MEMPHIS, Tenn. (WMC) - Business restrictions could soon go from mandatory to recommended in Shelby County.
Mayor Lee Harris said the latest health directive will be released by mid-May and we’re on track to get rid of most of those restrictions.
Governor Bill Lee said he talked directly with Harris about getting rid of the business restrictions and mask mandate by Memorial Day. COVID-19 cases in Shelby County have been fluctuating, but Harris says we’re on track to getting rid of business restrictions. Figuring out what to do about masks remains a tougher issue.
“On May 13, there’s a great high probability we’ll be moving from a mandatory stage for restrictions to a recommended stage,” Harris said.
Harris said May 13 is when the next health directive will go into effect. Health leaders on Thursday said it’s likely we’ll have a better idea of what it will say by next week.
Currently, restrictions like social distancing and party sizes at restaurants remain in place.
“Back in April, in terms of the economic restrictions, we announced we were going to be reviewing the data for the next 30 days,” Harris said.
Harris said the data puts us on track to relax the restrictions even though the pandemic is still growing locally with a reproduction rate above one. Over the last seven days, Shelby County has averaged less than 150 cases a day. On Thursday and Friday, we logged another 175 and 187 cases respectively.
However, business restrictions only address one of the governor’s requests.

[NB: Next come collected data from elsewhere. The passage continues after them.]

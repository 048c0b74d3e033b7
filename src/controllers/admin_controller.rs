use axum::{
    extract::{Path, Query, State},
    http::StatusCode,
    Json,
};
use serde::Deserialize;

use crate::{
    error::Result,
    models::pagination::{ChartsQuery, PaginatedResponse},
    models::track::Track,
    models::upload_token::UploadToken,
    models::winner::WinnerRecord,
    services::token_service::TokenService,
    services::track_service::TrackService,
    services::winner_service::WinnerService,
    AppState,
};

#[derive(Debug, Deserialize, Default)]
pub struct FinalizeWinnerBody {
    pub period: Option<String>,
}

#[derive(Debug, Deserialize)]
pub struct ApprovalBody {
    pub approved: bool,
}

#[derive(Debug, Deserialize)]
pub struct IssueTokenBody {
    pub owner_email: String,
}

pub struct AdminController;

impl AdminController {
    pub async fn finalize_winner(
        State(state): State<AppState>,
        body: Option<Json<FinalizeWinnerBody>>,
    ) -> Result<(StatusCode, Json<WinnerRecord>)> {
        let period = body.and_then(|Json(body)| body.period);

        let record = WinnerService::finalize(&state.db, period).await?;

        Ok((StatusCode::CREATED, Json(record)))
    }

    pub async fn list_tracks(
        State(state): State<AppState>,
        Query(query): Query<ChartsQuery>,
    ) -> Result<Json<PaginatedResponse<Track>>> {
        let page = TrackService::list_all(&state.db, &query).await?;

        Ok(Json(page))
    }

    /// Removes the record and releases the blobs it owned. Blob cleanup is
    /// logged but never turns a completed delete into a failure.
    pub async fn delete_track(
        State(state): State<AppState>,
        Path(track_id): Path<String>,
    ) -> Result<Json<Track>> {
        let deleted = TrackService::delete_track(&state.db, &track_id).await?;

        if let Err(err) = state.blobs.delete_by_url(&deleted.audio_url).await {
            tracing::warn!(%err, track_id = %track_id, "audio blob release failed");
        }
        if let Err(err) = state.blobs.delete_by_url(&deleted.artwork_url).await {
            tracing::warn!(%err, track_id = %track_id, "artwork blob release failed");
        }

        Ok(Json(deleted))
    }

    pub async fn set_approval(
        State(state): State<AppState>,
        Path(track_id): Path<String>,
        Json(body): Json<ApprovalBody>,
    ) -> Result<Json<Track>> {
        let updated = TrackService::set_approved(&state.db, &track_id, body.approved).await?;

        Ok(Json(updated))
    }

    /// Creates a token and hands the secret back to the issuing admin; the
    /// owner is additionally notified by email when SMTP is configured.
    /// Dispatch is fire-and-forget: a mail failure is logged, issuance
    /// already succeeded.
    pub async fn issue_token(
        State(state): State<AppState>,
        Json(body): Json<IssueTokenBody>,
    ) -> Result<(StatusCode, Json<UploadToken>)> {
        let token = TokenService::issue(&state.db, &body.owner_email).await?;

        if let Some(mailer) = state.mailer.clone() {
            let to_email = token.owner_email.clone();
            let secret = token.secret.clone();
            tokio::spawn(async move {
                if let Err(err) = mailer.send_upload_token(&to_email, &secret).await {
                    tracing::error!(%err, to = %to_email, "token email dispatch failed");
                }
            });
        }

        Ok((StatusCode::CREATED, Json(token)))
    }
}
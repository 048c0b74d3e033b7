use serde::{Deserialize, Serialize};
use surrealdb::sql::{Datetime, Thing};

#[derive(Debug, Serialize, Deserialize, Clone)]
pub struct Track {
    #[serde(skip_serializing_if = "Option::is_none")]
    pub id: Option<Thing>,

    pub artist: String,
    pub title: String,
    pub genre: String,

    // Media
    pub audio_url: String,
    #[serde(skip_serializing_if = "Option::is_none")]
    pub preview_url: Option<String>,
    pub artwork_url: String,

    pub owner_email: String,
    pub allow_download: bool,
    pub approved: bool,

    // Aggregate stats. average_rating is the running arithmetic mean of all
    // scores ever cast; vote_count == 0 implies average_rating == 0.
    pub play_count: u64,
    pub vote_count: u64,
    pub average_rating: f64,

    pub created_at: Datetime,
}

/// Public listing shape for charts and track detail.
#[derive(Debug, Serialize, Deserialize, Clone)]
pub struct TrackSummary {
    #[serde(skip_serializing_if = "Option::is_none")]
    pub id: Option<Thing>,
    pub artist: String,
    pub title: String,
    pub genre: String,
    pub audio_url: String,
    #[serde(skip_serializing_if = "Option::is_none")]
    pub preview_url: Option<String>,
    pub artwork_url: String,
    // no owner email
    pub allow_download: bool,
    pub play_count: u64,
    pub vote_count: u64,
    pub average_rating: f64,
    pub created_at: Datetime,
}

Harris wasn’t as clear about what the next health directive will say about masks. He said the discussion has new legs given the CDC updated guidance on masks this week.
The organization recommends vaccinated people can go maskless for most activities outdoors.
“So, the questions at the local level is how do you reconcile our health directive at the local level with CDC guidance,” Harris said.
The thing the community does not have to make the issue of a mask mandate easier to figure out is herd immunity. Harris said vaccination numbers are still well under what he’d like to see. Now, more than 311,000 people have at least one shot, but that’s still not even half way to herd immunity.